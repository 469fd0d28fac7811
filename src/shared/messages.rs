//! Message types for communication between the dashboard and the service coordinator

use std::path::PathBuf;

use crate::recognition::{
    ImageSource, ModelKind, Recognition, RecognitionConfig, RecognitionError, ServiceHealth,
};

/// Work requested by the UI
#[derive(Debug, Clone)]
pub enum ServiceCommand {
    /// Query the service's status endpoint
    CheckHealth,
    /// Activate a model on the service, then re-read health
    SwitchModel(ModelKind),
    /// Send an image for recognition
    Recognize(RecognitionJob),
}

/// One recognition request with the settings captured at dispatch time
#[derive(Debug, Clone, PartialEq)]
pub struct RecognitionJob {
    pub image_path: PathBuf,
    pub source: ImageSource,
    pub config: RecognitionConfig,
}

impl RecognitionJob {
    pub fn new(image_path: impl Into<PathBuf>, source: ImageSource, config: RecognitionConfig) -> Self {
        Self {
            image_path: image_path.into(),
            source,
            config,
        }
    }
}

/// Results reported back to the UI
#[derive(Debug)]
pub enum ServiceEvent {
    Health(ServiceHealth),
    ModelSwitched {
        requested: ModelKind,
        result: Result<Option<ModelKind>, RecognitionError>,
    },
    Recognized {
        job: RecognitionJob,
        result: Result<Recognition, RecognitionError>,
    },
}

/// Latest successful recognition, picked up by the scan view
#[derive(Debug, Clone, PartialEq)]
pub struct RecognizedText {
    pub scan_id: String,
    pub text: String,
    pub source: ImageSource,
    /// Image the text was recognized from
    pub image_path: PathBuf,
}
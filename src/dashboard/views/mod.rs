//! Dashboard views

pub mod canvas;
pub mod details;
pub mod history;
pub mod scan;
pub mod settings;

pub use details::render_details_view;
pub use history::render_history_view;
pub use scan::render_scan_view;
pub use settings::render_settings_view;

/// `egui_extras` file URI for a local image
pub(crate) fn image_uri(path: &std::path::Path) -> String {
    format!("file://{}", path.display())
}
--
### Work required
Using the material above, restate each entry exactly as it stands.

### Written reply
repository 469fd0d28fac7811
filename src/shared/messages.rs
//! Message types for communication between the dashboard and the service coordinator

use std::path::PathBuf;

use crate::recognition::{
    ImageSource, ModelKind, Recognition, RecognitionConfig, RecognitionError, ServiceHealth,
};

/// Work requested by the UI
#[derive(Debug, Clone)]
pub enum ServiceCommand {
    /// Query the service's status endpoint
    CheckHealth,
    /// Activate a model on the service, then re-read health
    SwitchModel(ModelKind),
    /// Send an image for recognition
    Recognize(RecognitionJob),
}

/// One recognition request with the settings captured at dispatch time
#[derive(Debug, Clone, PartialEq)]
pub struct RecognitionJob {
    pub image_path: PathBuf,
    pub source: ImageSource,
    pub config: RecognitionConfig,
}

impl RecognitionJob {
    pub fn new(image_path: impl Into<PathBuf>, source: ImageSource, config: RecognitionConfig) -> Self {
        Self {
            image_path: image_path.into(),
            source,
            config,
        }
    }
}

/// Results reported back to the UI
#[derive(Debug)]
pub enum ServiceEvent {
    Health(ServiceHealth),
    ModelSwitched {
        requested: ModelKind,
        result: Result<Option<ModelKind>, RecognitionError>,
    },
    Recognized {
        job: RecognitionJob,
        result: Result<Recognition, RecognitionError>,
    },
}

/// Latest successful recognition, picked up by the scan view
#[derive(Debug, Clone, PartialEq)]
pub struct RecognizedText {
    pub scan_id: String,
    pub text: String,
    pub source: ImageSource,
    /// Image the text was recognized from
    pub image_path: PathBuf,
}
filename src/dashboard/views/mod.rs
//! Dashboard views

pub mod canvas;
pub mod details;
pub mod history;
pub mod scan;
pub mod settings;

pub use details::render_details_view;
pub use history::render_history_view;
pub use scan::render_scan_view;
pub use settings::render_settings_view;

/// `egui_extras` file URI for a local image
pub(crate) fn image_uri(path: &std::path::Path) -> String {
    format!("file://{}", path.display())
}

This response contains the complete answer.